*** Extracted entries

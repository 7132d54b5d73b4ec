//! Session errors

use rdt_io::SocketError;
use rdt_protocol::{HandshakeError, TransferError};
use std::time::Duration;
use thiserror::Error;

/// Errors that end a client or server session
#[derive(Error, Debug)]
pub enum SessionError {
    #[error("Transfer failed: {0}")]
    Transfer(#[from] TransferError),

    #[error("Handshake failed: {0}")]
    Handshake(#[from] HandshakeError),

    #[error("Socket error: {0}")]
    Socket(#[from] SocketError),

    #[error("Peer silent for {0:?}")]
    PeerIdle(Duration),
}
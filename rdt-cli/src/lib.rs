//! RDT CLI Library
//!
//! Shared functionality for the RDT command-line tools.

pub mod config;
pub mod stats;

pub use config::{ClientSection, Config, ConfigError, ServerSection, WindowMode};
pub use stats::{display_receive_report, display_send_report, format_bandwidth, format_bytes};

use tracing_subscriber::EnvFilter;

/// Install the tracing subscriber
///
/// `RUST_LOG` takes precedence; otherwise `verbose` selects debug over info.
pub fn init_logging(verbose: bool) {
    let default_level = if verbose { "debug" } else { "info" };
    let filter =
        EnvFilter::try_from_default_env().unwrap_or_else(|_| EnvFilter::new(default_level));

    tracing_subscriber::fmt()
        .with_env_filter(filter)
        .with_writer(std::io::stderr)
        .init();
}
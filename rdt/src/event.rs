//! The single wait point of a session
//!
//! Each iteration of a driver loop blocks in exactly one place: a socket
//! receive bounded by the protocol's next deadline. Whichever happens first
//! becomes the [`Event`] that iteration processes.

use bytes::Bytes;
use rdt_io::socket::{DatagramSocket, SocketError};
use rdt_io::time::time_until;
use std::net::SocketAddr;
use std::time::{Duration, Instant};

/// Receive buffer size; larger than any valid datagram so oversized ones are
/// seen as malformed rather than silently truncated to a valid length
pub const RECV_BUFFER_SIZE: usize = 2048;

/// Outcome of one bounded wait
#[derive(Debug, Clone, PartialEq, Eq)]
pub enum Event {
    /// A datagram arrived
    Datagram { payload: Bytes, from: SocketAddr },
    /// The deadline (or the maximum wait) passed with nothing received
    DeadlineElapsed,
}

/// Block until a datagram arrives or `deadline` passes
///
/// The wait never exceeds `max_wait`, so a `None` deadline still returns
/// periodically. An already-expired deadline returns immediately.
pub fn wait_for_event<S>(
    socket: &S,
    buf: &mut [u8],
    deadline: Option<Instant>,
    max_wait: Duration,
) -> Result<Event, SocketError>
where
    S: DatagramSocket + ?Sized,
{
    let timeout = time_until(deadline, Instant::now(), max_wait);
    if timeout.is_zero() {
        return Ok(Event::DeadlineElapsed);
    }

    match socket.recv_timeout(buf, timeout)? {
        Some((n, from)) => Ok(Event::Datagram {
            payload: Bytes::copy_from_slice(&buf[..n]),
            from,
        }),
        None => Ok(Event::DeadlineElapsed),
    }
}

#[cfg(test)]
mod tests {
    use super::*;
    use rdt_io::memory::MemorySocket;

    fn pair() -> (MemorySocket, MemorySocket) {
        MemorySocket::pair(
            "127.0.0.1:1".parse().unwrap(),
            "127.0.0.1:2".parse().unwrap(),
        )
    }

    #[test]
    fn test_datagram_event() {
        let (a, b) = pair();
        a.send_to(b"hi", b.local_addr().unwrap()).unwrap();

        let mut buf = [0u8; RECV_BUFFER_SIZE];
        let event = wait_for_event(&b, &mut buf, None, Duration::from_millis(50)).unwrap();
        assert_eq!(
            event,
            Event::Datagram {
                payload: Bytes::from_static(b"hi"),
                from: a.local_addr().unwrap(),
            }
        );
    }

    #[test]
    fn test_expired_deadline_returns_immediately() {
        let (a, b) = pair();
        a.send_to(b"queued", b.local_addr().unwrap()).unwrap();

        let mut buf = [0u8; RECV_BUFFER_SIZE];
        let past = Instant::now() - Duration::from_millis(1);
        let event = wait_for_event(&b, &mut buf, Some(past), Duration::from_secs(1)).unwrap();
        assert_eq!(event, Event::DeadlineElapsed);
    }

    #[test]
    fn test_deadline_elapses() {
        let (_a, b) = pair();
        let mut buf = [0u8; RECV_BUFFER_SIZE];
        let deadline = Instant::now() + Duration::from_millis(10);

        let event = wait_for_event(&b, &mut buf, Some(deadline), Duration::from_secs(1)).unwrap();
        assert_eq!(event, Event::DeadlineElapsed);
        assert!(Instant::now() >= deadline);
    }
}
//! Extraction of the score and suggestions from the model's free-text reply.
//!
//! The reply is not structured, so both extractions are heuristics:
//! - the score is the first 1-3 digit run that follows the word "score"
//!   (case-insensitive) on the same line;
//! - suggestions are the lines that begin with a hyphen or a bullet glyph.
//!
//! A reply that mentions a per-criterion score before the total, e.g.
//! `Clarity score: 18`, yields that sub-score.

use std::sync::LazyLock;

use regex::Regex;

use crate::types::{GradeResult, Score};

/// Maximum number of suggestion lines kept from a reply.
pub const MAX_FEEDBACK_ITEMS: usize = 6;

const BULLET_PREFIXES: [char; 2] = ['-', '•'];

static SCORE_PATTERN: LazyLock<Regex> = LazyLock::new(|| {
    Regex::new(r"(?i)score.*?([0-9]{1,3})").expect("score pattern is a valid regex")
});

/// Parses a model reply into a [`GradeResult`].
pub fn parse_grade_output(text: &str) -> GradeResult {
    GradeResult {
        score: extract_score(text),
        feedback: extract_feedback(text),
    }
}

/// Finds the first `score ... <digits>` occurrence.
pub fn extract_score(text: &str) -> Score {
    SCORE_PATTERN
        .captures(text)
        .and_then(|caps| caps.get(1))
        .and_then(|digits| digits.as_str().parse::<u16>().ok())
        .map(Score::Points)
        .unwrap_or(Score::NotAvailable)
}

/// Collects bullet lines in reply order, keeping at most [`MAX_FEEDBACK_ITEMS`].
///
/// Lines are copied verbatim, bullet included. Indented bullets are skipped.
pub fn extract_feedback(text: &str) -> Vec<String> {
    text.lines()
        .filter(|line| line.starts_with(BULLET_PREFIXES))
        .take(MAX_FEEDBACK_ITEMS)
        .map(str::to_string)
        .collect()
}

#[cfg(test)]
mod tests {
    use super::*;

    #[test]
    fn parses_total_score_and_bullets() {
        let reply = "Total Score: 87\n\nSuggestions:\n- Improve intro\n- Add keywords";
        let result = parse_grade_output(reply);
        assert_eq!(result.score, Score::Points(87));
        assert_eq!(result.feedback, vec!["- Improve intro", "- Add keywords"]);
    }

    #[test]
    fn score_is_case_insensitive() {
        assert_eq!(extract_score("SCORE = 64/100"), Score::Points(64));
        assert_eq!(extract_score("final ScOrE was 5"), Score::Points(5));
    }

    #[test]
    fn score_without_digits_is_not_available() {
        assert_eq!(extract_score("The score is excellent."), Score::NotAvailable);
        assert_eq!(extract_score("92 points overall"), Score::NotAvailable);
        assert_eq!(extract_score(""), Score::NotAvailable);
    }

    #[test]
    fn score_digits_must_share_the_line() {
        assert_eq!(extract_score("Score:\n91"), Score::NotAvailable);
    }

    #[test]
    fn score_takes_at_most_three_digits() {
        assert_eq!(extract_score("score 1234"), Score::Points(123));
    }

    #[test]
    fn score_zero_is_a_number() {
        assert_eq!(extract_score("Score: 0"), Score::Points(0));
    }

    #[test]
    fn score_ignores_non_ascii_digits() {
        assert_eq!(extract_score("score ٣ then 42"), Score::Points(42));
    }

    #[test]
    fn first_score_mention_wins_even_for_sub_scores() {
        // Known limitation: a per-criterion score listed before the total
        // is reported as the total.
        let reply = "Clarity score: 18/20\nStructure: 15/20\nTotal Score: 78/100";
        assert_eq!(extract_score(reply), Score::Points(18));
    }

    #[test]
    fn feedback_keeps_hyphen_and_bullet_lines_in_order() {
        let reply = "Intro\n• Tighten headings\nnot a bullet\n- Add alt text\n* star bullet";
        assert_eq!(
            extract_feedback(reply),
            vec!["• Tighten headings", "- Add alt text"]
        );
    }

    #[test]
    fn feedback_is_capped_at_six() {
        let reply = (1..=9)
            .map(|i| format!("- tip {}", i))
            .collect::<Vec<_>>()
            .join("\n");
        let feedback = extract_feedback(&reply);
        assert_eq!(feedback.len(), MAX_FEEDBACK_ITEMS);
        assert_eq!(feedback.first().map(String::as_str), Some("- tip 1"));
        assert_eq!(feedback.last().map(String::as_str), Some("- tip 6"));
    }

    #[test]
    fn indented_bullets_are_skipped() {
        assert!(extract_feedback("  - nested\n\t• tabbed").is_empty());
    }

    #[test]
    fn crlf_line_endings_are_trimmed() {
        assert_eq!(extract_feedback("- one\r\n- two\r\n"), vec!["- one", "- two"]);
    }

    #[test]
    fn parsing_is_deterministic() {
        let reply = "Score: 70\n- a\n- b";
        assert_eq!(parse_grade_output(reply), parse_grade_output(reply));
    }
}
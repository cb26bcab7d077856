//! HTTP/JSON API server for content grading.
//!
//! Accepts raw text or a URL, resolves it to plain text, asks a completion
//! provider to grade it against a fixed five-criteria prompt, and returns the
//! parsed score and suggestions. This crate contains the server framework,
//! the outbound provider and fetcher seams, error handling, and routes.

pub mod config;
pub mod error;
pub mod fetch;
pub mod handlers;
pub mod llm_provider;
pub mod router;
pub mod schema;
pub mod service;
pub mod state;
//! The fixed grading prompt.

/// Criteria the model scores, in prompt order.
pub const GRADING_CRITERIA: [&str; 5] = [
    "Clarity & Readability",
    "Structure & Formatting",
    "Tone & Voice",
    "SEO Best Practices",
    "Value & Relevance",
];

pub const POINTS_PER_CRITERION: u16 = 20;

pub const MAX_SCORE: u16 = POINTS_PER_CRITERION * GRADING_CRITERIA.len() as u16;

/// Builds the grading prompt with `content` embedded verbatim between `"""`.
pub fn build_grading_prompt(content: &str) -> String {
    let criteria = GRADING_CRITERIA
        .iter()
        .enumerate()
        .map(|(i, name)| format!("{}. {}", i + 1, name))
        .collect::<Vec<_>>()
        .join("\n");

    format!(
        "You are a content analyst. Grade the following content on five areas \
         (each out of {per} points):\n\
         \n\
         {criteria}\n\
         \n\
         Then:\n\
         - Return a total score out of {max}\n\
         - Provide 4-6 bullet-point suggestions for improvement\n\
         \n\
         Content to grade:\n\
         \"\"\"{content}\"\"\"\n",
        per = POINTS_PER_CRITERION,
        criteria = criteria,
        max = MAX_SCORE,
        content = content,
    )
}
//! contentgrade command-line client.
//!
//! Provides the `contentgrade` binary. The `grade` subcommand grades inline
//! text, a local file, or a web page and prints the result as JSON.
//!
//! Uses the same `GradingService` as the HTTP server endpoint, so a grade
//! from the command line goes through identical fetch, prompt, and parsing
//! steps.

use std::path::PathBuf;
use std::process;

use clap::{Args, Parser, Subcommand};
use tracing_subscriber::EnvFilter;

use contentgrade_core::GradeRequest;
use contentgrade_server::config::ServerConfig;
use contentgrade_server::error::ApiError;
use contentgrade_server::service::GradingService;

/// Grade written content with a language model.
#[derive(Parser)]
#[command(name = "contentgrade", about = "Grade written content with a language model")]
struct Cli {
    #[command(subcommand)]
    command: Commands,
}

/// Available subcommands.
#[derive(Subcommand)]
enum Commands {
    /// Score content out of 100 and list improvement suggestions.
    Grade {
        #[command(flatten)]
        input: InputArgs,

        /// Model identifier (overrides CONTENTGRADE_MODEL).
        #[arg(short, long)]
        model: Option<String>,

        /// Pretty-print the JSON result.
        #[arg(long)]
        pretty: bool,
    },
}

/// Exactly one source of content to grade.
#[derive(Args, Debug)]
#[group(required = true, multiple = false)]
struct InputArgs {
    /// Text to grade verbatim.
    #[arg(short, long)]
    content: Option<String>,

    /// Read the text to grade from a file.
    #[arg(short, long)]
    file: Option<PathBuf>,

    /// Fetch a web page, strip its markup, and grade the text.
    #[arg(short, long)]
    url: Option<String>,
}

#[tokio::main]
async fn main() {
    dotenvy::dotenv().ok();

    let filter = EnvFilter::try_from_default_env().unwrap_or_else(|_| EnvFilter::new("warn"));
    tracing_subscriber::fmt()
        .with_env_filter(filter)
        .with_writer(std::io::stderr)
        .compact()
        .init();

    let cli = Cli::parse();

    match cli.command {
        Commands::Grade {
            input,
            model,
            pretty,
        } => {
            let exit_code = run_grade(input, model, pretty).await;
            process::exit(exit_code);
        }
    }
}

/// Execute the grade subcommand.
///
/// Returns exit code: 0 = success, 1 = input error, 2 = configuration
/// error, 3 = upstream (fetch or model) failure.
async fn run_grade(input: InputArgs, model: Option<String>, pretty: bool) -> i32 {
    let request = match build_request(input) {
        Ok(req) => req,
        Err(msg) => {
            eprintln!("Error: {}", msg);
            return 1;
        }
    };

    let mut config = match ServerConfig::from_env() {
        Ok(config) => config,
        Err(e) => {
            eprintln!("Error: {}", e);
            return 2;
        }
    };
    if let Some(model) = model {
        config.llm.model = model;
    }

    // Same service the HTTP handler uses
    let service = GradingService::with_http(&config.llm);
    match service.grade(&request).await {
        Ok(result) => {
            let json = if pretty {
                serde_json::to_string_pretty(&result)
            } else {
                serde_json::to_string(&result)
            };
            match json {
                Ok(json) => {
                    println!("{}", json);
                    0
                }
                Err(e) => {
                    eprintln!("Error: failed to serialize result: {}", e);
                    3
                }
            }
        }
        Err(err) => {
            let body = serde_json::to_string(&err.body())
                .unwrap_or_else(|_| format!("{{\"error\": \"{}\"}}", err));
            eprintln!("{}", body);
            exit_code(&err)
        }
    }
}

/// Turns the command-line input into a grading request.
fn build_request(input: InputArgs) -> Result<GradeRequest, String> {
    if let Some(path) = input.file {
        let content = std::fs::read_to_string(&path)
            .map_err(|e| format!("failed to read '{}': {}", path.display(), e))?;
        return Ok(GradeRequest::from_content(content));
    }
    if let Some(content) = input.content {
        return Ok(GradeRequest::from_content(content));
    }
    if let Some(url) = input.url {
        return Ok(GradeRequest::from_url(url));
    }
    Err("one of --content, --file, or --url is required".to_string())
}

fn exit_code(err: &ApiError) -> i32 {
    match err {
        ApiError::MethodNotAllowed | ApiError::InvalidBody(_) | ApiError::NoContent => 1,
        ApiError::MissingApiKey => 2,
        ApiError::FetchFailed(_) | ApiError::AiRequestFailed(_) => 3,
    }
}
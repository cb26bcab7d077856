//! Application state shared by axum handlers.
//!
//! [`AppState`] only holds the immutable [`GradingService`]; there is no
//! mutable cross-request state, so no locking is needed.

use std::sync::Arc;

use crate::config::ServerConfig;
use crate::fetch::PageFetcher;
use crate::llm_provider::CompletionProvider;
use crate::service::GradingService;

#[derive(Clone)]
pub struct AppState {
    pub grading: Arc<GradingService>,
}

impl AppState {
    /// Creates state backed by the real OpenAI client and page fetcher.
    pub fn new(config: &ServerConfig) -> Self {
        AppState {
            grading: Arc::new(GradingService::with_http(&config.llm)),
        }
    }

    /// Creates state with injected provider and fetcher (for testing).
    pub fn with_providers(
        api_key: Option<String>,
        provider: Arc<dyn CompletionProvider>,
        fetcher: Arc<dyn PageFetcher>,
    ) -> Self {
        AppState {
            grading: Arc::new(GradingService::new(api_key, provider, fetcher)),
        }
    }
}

******

→ **Aim of the task**
Once you have counted the lines of the material that include "iteration", give only that number.

→ **Solution to this problem**
2